■ The task ■
Filter the entries, keeping every line with the string "their".
** Records for the task follows **
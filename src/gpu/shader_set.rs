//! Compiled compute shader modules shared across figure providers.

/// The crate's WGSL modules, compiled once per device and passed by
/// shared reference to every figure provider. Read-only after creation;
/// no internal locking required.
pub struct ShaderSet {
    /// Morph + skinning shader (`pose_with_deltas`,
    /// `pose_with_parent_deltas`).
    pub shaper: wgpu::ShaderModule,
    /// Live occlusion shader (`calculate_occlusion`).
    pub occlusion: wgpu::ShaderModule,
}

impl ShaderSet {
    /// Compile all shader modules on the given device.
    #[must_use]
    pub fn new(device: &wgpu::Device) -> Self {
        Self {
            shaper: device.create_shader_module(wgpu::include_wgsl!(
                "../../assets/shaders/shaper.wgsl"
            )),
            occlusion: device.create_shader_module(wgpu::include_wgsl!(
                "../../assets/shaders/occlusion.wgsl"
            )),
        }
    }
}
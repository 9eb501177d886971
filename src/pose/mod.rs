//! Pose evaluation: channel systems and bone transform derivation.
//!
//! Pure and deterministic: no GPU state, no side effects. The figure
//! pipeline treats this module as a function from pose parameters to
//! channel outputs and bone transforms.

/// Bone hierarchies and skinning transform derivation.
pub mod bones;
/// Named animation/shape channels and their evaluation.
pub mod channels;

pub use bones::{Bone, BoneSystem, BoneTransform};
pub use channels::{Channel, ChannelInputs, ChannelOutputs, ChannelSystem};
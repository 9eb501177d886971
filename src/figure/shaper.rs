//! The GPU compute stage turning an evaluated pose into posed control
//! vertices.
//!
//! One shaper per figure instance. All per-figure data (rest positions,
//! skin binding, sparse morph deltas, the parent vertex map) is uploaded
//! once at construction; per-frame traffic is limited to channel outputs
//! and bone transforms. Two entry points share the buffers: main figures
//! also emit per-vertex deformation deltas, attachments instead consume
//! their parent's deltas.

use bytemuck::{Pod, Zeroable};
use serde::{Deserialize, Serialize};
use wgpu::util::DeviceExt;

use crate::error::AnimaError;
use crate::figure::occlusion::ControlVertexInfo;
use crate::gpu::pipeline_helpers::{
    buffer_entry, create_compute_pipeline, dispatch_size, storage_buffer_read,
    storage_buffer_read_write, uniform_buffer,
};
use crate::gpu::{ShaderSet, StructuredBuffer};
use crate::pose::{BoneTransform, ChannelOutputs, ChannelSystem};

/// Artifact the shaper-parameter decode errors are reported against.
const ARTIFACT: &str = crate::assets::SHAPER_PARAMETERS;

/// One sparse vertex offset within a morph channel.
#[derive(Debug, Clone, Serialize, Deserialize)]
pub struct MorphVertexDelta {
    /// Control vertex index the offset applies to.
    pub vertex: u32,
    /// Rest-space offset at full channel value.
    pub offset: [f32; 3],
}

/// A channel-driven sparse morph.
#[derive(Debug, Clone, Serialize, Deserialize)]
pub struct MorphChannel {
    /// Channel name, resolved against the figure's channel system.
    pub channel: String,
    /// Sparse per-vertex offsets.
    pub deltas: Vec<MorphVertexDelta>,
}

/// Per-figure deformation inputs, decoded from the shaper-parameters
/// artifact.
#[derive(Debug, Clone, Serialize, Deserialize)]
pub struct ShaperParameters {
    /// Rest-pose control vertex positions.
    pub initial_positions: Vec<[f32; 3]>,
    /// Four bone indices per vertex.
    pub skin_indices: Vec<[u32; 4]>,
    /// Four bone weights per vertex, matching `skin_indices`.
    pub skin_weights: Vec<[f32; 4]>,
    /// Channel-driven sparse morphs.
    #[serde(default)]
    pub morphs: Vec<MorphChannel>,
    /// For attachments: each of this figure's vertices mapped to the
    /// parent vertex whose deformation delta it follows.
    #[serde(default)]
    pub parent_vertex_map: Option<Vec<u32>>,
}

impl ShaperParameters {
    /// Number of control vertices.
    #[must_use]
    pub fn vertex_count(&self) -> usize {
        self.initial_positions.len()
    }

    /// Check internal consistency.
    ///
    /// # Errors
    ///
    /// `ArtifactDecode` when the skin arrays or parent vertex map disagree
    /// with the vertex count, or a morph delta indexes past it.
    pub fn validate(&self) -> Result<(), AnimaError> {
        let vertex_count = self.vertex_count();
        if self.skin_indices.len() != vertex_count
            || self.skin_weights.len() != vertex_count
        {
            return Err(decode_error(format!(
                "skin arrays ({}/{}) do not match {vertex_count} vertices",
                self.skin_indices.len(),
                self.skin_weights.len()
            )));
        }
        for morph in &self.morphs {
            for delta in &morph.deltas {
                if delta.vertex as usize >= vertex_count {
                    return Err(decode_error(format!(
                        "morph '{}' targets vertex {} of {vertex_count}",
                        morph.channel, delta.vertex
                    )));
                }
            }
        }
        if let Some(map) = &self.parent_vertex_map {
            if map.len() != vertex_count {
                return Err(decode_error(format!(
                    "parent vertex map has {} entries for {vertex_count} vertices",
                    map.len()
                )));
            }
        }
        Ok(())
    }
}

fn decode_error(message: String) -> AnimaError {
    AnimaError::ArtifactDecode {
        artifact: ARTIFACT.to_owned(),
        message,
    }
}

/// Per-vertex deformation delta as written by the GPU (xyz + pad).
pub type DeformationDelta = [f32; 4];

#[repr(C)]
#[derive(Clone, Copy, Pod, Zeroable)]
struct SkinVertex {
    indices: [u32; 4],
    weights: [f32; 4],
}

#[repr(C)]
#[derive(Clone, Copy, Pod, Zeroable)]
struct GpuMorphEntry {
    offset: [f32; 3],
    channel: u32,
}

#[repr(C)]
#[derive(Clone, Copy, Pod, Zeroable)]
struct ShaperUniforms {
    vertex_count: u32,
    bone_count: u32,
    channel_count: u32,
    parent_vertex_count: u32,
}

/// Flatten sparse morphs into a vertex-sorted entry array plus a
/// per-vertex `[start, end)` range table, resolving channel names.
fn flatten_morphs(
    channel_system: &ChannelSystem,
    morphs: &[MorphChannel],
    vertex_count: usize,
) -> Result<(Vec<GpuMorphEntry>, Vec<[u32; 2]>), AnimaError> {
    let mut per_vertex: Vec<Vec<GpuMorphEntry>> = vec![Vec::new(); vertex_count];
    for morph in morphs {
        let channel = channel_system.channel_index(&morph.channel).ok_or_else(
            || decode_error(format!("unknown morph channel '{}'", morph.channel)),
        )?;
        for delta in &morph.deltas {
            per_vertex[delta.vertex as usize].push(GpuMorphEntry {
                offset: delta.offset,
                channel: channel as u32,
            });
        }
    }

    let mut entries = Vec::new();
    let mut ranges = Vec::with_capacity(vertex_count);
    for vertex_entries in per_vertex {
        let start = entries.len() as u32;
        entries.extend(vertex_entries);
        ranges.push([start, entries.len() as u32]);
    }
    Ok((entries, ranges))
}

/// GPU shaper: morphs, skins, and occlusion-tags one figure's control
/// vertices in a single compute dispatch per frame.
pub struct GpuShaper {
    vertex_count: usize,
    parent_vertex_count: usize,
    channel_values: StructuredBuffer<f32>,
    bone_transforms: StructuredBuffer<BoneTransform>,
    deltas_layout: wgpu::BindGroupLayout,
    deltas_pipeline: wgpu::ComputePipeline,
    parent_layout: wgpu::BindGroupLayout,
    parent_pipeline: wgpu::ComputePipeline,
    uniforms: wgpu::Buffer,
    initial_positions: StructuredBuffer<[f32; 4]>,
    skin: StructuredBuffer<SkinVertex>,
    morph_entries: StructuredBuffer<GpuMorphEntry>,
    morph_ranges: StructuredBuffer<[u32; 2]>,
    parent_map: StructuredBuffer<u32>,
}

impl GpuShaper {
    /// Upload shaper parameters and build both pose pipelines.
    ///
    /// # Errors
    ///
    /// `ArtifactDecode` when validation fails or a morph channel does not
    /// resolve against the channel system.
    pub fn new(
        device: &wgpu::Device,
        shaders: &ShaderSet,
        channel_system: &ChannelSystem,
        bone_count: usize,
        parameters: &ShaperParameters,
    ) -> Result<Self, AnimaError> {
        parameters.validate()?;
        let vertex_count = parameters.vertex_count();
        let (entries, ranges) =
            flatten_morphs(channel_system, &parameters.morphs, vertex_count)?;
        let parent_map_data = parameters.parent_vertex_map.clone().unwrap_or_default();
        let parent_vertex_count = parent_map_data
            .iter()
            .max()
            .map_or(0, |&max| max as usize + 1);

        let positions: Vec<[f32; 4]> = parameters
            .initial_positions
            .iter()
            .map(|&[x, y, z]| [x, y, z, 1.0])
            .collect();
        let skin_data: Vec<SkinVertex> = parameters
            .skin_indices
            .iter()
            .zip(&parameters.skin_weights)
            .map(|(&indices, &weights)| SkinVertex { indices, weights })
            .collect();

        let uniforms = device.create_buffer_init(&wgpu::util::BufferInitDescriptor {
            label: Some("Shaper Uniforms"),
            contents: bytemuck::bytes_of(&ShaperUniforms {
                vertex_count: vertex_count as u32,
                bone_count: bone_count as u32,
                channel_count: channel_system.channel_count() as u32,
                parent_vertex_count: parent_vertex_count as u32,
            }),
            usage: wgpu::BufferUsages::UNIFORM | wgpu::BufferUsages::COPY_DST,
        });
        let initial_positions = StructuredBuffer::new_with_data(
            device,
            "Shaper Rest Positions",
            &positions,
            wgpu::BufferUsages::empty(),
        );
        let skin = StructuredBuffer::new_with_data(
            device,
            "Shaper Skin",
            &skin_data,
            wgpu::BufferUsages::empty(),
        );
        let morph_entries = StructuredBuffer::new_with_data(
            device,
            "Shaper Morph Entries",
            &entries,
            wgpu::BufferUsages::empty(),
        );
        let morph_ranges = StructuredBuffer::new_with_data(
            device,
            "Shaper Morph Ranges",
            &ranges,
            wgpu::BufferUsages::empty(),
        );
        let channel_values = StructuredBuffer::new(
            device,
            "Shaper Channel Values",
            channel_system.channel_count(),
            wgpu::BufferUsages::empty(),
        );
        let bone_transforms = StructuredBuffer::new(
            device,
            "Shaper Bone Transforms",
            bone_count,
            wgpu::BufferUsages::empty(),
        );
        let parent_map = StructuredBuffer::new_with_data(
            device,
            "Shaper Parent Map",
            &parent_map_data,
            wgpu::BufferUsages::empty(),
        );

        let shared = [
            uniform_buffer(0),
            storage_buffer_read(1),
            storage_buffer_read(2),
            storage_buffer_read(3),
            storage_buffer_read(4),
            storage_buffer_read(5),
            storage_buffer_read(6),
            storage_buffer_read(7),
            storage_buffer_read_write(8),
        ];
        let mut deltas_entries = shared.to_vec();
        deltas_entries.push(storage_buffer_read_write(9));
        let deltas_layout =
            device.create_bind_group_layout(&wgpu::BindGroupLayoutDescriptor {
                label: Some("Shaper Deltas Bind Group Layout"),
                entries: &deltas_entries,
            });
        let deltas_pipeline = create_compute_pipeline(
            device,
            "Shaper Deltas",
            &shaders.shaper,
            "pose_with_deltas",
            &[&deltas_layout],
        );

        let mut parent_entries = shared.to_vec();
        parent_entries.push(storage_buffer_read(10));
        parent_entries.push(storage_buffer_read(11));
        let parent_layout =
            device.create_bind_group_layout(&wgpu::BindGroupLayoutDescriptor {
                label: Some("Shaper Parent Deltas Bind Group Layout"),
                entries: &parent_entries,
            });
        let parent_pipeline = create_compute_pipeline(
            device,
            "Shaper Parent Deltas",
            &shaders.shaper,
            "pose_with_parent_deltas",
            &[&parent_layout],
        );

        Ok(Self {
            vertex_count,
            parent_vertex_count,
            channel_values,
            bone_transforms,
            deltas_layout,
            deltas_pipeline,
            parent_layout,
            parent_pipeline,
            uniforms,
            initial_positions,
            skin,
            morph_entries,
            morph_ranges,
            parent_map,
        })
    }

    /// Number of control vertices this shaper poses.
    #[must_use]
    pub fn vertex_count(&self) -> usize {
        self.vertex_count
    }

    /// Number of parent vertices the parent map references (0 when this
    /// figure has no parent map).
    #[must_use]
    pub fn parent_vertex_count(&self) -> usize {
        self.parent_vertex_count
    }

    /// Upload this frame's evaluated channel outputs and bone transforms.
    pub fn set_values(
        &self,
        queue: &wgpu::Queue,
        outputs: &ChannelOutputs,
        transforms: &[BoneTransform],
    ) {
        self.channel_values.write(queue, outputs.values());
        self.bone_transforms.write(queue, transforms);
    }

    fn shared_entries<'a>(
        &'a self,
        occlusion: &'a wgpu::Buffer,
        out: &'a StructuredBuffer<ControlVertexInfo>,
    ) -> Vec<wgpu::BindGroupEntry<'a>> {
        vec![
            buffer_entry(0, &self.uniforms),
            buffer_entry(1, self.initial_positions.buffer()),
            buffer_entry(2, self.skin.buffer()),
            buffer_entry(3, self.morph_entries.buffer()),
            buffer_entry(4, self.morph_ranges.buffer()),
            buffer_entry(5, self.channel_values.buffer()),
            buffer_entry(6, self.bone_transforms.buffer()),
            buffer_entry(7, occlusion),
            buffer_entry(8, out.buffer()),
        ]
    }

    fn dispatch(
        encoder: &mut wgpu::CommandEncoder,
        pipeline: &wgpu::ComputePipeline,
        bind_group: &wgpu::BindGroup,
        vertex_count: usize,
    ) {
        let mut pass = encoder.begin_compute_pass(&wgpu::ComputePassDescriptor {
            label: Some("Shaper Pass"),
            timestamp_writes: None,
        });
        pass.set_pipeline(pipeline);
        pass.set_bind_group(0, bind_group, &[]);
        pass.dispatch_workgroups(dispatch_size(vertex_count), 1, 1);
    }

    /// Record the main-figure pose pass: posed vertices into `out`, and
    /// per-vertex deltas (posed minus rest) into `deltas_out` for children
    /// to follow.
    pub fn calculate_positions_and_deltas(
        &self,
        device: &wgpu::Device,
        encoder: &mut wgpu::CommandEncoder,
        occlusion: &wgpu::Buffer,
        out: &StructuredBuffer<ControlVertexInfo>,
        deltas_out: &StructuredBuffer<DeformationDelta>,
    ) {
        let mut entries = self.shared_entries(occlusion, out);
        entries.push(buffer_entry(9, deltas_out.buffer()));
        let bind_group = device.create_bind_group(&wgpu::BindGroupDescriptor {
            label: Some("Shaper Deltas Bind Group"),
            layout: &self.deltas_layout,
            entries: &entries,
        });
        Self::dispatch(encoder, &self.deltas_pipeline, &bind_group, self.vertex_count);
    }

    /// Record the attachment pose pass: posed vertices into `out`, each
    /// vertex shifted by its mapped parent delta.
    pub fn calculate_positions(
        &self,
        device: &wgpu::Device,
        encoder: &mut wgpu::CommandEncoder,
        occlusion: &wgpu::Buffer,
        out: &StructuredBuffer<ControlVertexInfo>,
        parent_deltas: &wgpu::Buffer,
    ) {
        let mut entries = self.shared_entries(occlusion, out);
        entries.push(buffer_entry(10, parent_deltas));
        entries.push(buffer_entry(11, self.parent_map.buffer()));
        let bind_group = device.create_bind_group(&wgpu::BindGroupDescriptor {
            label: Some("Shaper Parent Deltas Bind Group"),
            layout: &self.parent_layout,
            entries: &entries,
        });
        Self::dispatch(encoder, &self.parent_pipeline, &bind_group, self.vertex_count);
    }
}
** End of Records for the task **
■ Written response ■
/// Named animation/shape channels and their evaluation.
//! their parent's deltas.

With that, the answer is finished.